→ Dataset entries

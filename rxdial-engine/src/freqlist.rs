//! Frequency bookmarks from a CSV table or an ODS spreadsheet.
//!
//! The header row must name a frequency column carrying its unit (`GHz`,
//! `MHz`, `kHz` or `Hz`, any case, anywhere in the name) and a `mode` column.

use std::fs;
use std::path::{Path, PathBuf};

use calamine::{Reader, open_workbook_auto};
use log::debug;
use rxdial_messages::{Hertz, Mode, TunerState};
use thiserror::Error;

#[derive(Debug, Error)]
pub enum FreqListError {
    #[error("cannot read frequency list {0}: {1}")]
    Read(PathBuf, #[source] std::io::Error),

    #[error("cannot open spreadsheet {0}: {1}")]
    Spreadsheet(PathBuf, #[source] calamine::Error),

    #[error("frequency list {source_name} is not correctly formatted: {reason}")]
    Malformed { source_name: String, reason: String },
}

/// Most specific unit first, so `MHz` is not taken for `Hz`.
const UNITS: [(&str, f64); 4] = [("ghz", 1e9), ("mhz", 1e6), ("khz", 1e3), ("hz", 1.0)];

/// Searched in this order when no list is configured.
const LIST_EXTENSIONS: [&str; 2] = ["ods", "csv"];

#[derive(Debug, Clone, PartialEq)]
pub struct Bookmark {
    /// The raw row, for display.
    pub fields: Vec<String>,
    pub frequency: Hertz,
    pub mode_label: String,
}

impl Bookmark {
    pub fn mode(&self) -> Option<Mode> {
        Mode::from_label(&self.mode_label)
    }

    /// Tune to the bookmark. An unknown mode leaves the current one.
    pub fn apply(&self, state: &mut TunerState) {
        state.base_frequency = self.frequency;
        if let Some(mode) = self.mode() {
            state.mode = mode;
        }
    }
}

#[derive(Debug, Clone)]
pub struct FrequencyList {
    pub headers: Vec<String>,
    pub entries: Vec<Bookmark>,
}

fn has_extension(path: &Path, ext: &str) -> bool {
    path.extension()
        .and_then(|e| e.to_str())
        .is_some_and(|e| e.eq_ignore_ascii_case(ext))
}

impl FrequencyList {
    /// First `*.ods` in `dir`, else the first `*.csv`, by file name.
    pub fn detect(dir: &Path) -> Option<PathBuf> {
        let mut files: Vec<PathBuf> = fs::read_dir(dir)
            .ok()?
            .filter_map(|entry| entry.ok().map(|e| e.path()))
            .filter(|path| path.is_file())
            .collect();
        files.sort();
        LIST_EXTENSIONS
            .iter()
            .find_map(|ext| files.iter().find(|path| has_extension(path, ext)).cloned())
    }

    /// Reads an ODS spreadsheet by extension, anything else as CSV.
    pub fn load(path: &Path) -> Result<Self, FreqListError> {
        if has_extension(path, "ods") {
            return Self::load_spreadsheet(path);
        }
        let text = fs::read_to_string(path).map_err(|e| FreqListError::Read(path.to_path_buf(), e))?;
        Self::parse(&text, &path.display().to_string())
    }

    /// The first sheet of a workbook.
    pub fn load_spreadsheet(path: &Path) -> Result<Self, FreqListError> {
        let source_name = path.display().to_string();
        let spreadsheet_err = |e: calamine::Error| FreqListError::Spreadsheet(path.to_path_buf(), e);

        let mut workbook = open_workbook_auto(path).map_err(spreadsheet_err)?;
        let range = workbook
            .worksheet_range_at(0)
            .ok_or_else(|| FreqListError::Malformed {
                source_name: source_name.clone(),
                reason: "no sheets".to_string(),
            })?
            .map_err(spreadsheet_err)?;

        let mut rows = range
            .rows()
            .map(|row| row.iter().map(|cell| cell.to_string().trim().to_string()).collect::<Vec<_>>());
        let headers = rows.next().unwrap_or_default();
        debug!("{source_name}: {} spreadsheet rows", range.height());
        Self::from_rows(headers, rows.map(Ok), &source_name)
    }

    pub fn parse(text: &str, source_name: &str) -> Result<Self, FreqListError> {
        let mut reader = csv::ReaderBuilder::new()
            .has_headers(true)
            .flexible(true)
            .trim(csv::Trim::All)
            .from_reader(text.as_bytes());

        let headers: Vec<String> = reader
            .headers()
            .map_err(|e| malformed(source_name, e.to_string()))?
            .iter()
            .map(str::to_string)
            .collect();
        let rows = reader
            .records()
            .map(|record| record.map(|r| r.iter().map(str::to_string).collect::<Vec<_>>()));
        Self::from_rows(headers, rows, source_name)
    }

    fn from_rows<I>(headers: Vec<String>, rows: I, source_name: &str) -> Result<Self, FreqListError>
    where
        I: Iterator<Item = Result<Vec<String>, csv::Error>>,
    {
        if headers.iter().all(|h| h.is_empty()) {
            return Err(malformed(source_name, "empty file".to_string()));
        }

        let (freq_column, multiplier) = headers
            .iter()
            .enumerate()
            .find_map(|(n, name)| {
                let name = name.to_lowercase();
                UNITS
                    .iter()
                    .find(|(unit, _)| name.contains(unit))
                    .map(|&(_, mult)| (n, mult))
            })
            .ok_or_else(|| malformed(source_name, "no frequency column with a unit".to_string()))?;
        let mode_column = headers
            .iter()
            .position(|name| name.to_lowercase().contains("mode"))
            .ok_or_else(|| malformed(source_name, "no mode column".to_string()))?;

        let mut entries = Vec::new();
        let records = rows.filter(|row| !matches!(row, Ok(fields) if fields.iter().all(|f| f.is_empty())));
        for (row, fields) in records.enumerate() {
            let row = row + 1;
            let fields = fields.map_err(|e| malformed(source_name, format!("row {row}: {e}")))?;
            let (Some(freq), Some(mode)) = (fields.get(freq_column), fields.get(mode_column)) else {
                return Err(malformed(source_name, format!("row {row} is too short")));
            };
            let value: f64 = freq
                .parse()
                .map_err(|_| malformed(source_name, format!("row {row}: bad frequency {freq:?}")))?;
            if !value.is_finite() || value < 0.0 {
                return Err(malformed(source_name, format!("row {row}: bad frequency {freq:?}")));
            }
            entries.push(Bookmark {
                frequency: Hertz((value * multiplier).round() as u64),
                mode_label: mode.to_uppercase(),
                fields,
            });
        }

        Ok(Self { headers, entries })
    }

    /// First bookmark with a field matching `needle`, ignoring case.
    pub fn find(&self, needle: &str) -> Option<&Bookmark> {
        let needle = needle.to_lowercase();
        self.entries
            .iter()
            .find(|entry| entry.fields.iter().any(|f| f.to_lowercase() == needle))
    }

    pub fn len(&self) -> usize {
        self.entries.len()
    }

    pub fn is_empty(&self) -> bool {
        self.entries.is_empty()
    }
}

fn malformed(source_name: &str, reason: String) -> FreqListError {
    FreqListError::Malformed {
        source_name: source_name.to_string(),
        reason,
    }
}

→ What this task involves
Each entry above, in full, should be output exactly as it reads.

→ Response to this task
filename rxdial-engine/src/freqlist.rs
//! Frequency bookmarks from a CSV table or an ODS spreadsheet.
//!
//! The header row must name a frequency column carrying its unit (`GHz`,
//! `MHz`, `kHz` or `Hz`, any case, anywhere in the name) and a `mode` column.

use std::fs;
use std::path::{Path, PathBuf};

use calamine::{Reader, open_workbook_auto};
use log::debug;
use rxdial_messages::{Hertz, Mode, TunerState};
use thiserror::Error;

#[derive(Debug, Error)]
pub enum FreqListError {
    #[error("cannot read frequency list {0}: {1}")]
    Read(PathBuf, #[source] std::io::Error),

    #[error("cannot open spreadsheet {0}: {1}")]
    Spreadsheet(PathBuf, #[source] calamine::Error),

    #[error("frequency list {source_name} is not correctly formatted: {reason}")]
    Malformed { source_name: String, reason: String },
}

/// Most specific unit first, so `MHz` is not taken for `Hz`.
const UNITS: [(&str, f64); 4] = [("ghz", 1e9), ("mhz", 1e6), ("khz", 1e3), ("hz", 1.0)];

/// Searched in this order when no list is configured.
const LIST_EXTENSIONS: [&str; 2] = ["ods", "csv"];

#[derive(Debug, Clone, PartialEq)]
pub struct Bookmark {
    /// The raw row, for display.
    pub fields: Vec<String>,
    pub frequency: Hertz,
    pub mode_label: String,
}

impl Bookmark {
    pub fn mode(&self) -> Option<Mode> {
        Mode::from_label(&self.mode_label)
    }

    /// Tune to the bookmark. An unknown mode leaves the current one.
    pub fn apply(&self, state: &mut TunerState) {
        state.base_frequency = self.frequency;
        if let Some(mode) = self.mode() {
            state.mode = mode;
        }
    }
}

#[derive(Debug, Clone)]
pub struct FrequencyList {
    pub headers: Vec<String>,
    pub entries: Vec<Bookmark>,
}

fn has_extension(path: &Path, ext: &str) -> bool {
    path.extension()
        .and_then(|e| e.to_str())
        .is_some_and(|e| e.eq_ignore_ascii_case(ext))
}

impl FrequencyList {
    /// First `*.ods` in `dir`, else the first `*.csv`, by file name.
    pub fn detect(dir: &Path) -> Option<PathBuf> {
        let mut files: Vec<PathBuf> = fs::read_dir(dir)
            .ok()?
            .filter_map(|entry| entry.ok().map(|e| e.path()))
            .filter(|path| path.is_file())
            .collect();
        files.sort();
        LIST_EXTENSIONS
            .iter()
            .find_map(|ext| files.iter().find(|path| has_extension(path, ext)).cloned())
    }

    /// Reads an ODS spreadsheet by extension, anything else as CSV.
    pub fn load(path: &Path) -> Result<Self, FreqListError> {
        if has_extension(path, "ods") {
            return Self::load_spreadsheet(path);
        }
        let text = fs::read_to_string(path).map_err(|e| FreqListError::Read(path.to_path_buf(), e))?;
        Self::parse(&text, &path.display().to_string())
    }

    /// The first sheet of a workbook.
    pub fn load_spreadsheet(path: &Path) -> Result<Self, FreqListError> {
        let source_name = path.display().to_string();
        let spreadsheet_err = |e: calamine::Error| FreqListError::Spreadsheet(path.to_path_buf(), e);

        let mut workbook = open_workbook_auto(path).map_err(spreadsheet_err)?;
        let range = workbook
            .worksheet_range_at(0)
            .ok_or_else(|| FreqListError::Malformed {
                source_name: source_name.clone(),
                reason: "no sheets".to_string(),
            })?
            .map_err(spreadsheet_err)?;

        let mut rows = range
            .rows()
            .map(|row| row.iter().map(|cell| cell.to_string().trim().to_string()).collect::<Vec<_>>());
        let headers = rows.next().unwrap_or_default();
        debug!("{source_name}: {} spreadsheet rows", range.height());
        Self::from_rows(headers, rows.map(Ok), &source_name)
    }

    pub fn parse(text: &str, source_name: &str) -> Result<Self, FreqListError> {
        let mut reader = csv::ReaderBuilder::new()
            .has_headers(true)
            .flexible(true)
            .trim(csv::Trim::All)
            .from_reader(text.as_bytes());

        let headers: Vec<String> = reader
            .headers()
            .map_err(|e| malformed(source_name, e.to_string()))?
            .iter()
            .map(str::to_string)
            .collect();
        let rows = reader
            .records()
            .map(|record| record.map(|r| r.iter().map(str::to_string).collect::<Vec<_>>()));
        Self::from_rows(headers, rows, source_name)
    }

    fn from_rows<I>(headers: Vec<String>, rows: I, source_name: &str) -> Result<Self, FreqListError>
    where
        I: Iterator<Item = Result<Vec<String>, csv::Error>>,
    {
        if headers.iter().all(|h| h.is_empty()) {
            return Err(malformed(source_name, "empty file".to_string()));
        }

        let (freq_column, multiplier) = headers
            .iter()
            .enumerate()
            .find_map(|(n, name)| {
                let name = name.to_lowercase();
                UNITS
                    .iter()
                    .find(|(unit, _)| name.contains(unit))
                    .map(|&(_, mult)| (n, mult))
            })
            .ok_or_else(|| malformed(source_name, "no frequency column with a unit".to_string()))?;
        let mode_column = headers
            .iter()
            .position(|name| name.to_lowercase().contains("mode"))
            .ok_or_else(|| malformed(source_name, "no mode column".to_string()))?;

        let mut entries = Vec::new();
        let records = rows.filter(|row| !matches!(row, Ok(fields) if fields.iter().all(|f| f.is_empty())));
        for (row, fields) in records.enumerate() {
            let row = row + 1;
            let fields = fields.map_err(|e| malformed(source_name, format!("row {row}: {e}")))?;
            let (Some(freq), Some(mode)) = (fields.get(freq_column), fields.get(mode_column)) else {
                return Err(malformed(source_name, format!("row {row} is too short")));
            };
            let value: f64 = freq
                .parse()
                .map_err(|_| malformed(source_name, format!("row {row}: bad frequency {freq:?}")))?;
            if !value.is_finite() || value < 0.0 {
                return Err(malformed(source_name, format!("row {row}: bad frequency {freq:?}")));
            }
            entries.push(Bookmark {
                frequency: Hertz((value * multiplier).round() as u64),
                mode_label: mode.to_uppercase(),
                fields,
            });
        }

        Ok(Self { headers, entries })
    }

    /// First bookmark with a field matching `needle`, ignoring case.
    pub fn find(&self, needle: &str) -> Option<&Bookmark> {
        let needle = needle.to_lowercase();
        self.entries
            .iter()
            .find(|entry| entry.fields.iter().any(|f| f.to_lowercase() == needle))
    }

    pub fn len(&self) -> usize {
        self.entries.len()
    }

    pub fn is_empty(&self) -> bool {
        self.entries.is_empty()
    }
}

fn malformed(source_name: &str, reason: String) -> FreqListError {
    FreqListError::Malformed {
        source_name: source_name.to_string(),
        reason,
    }
}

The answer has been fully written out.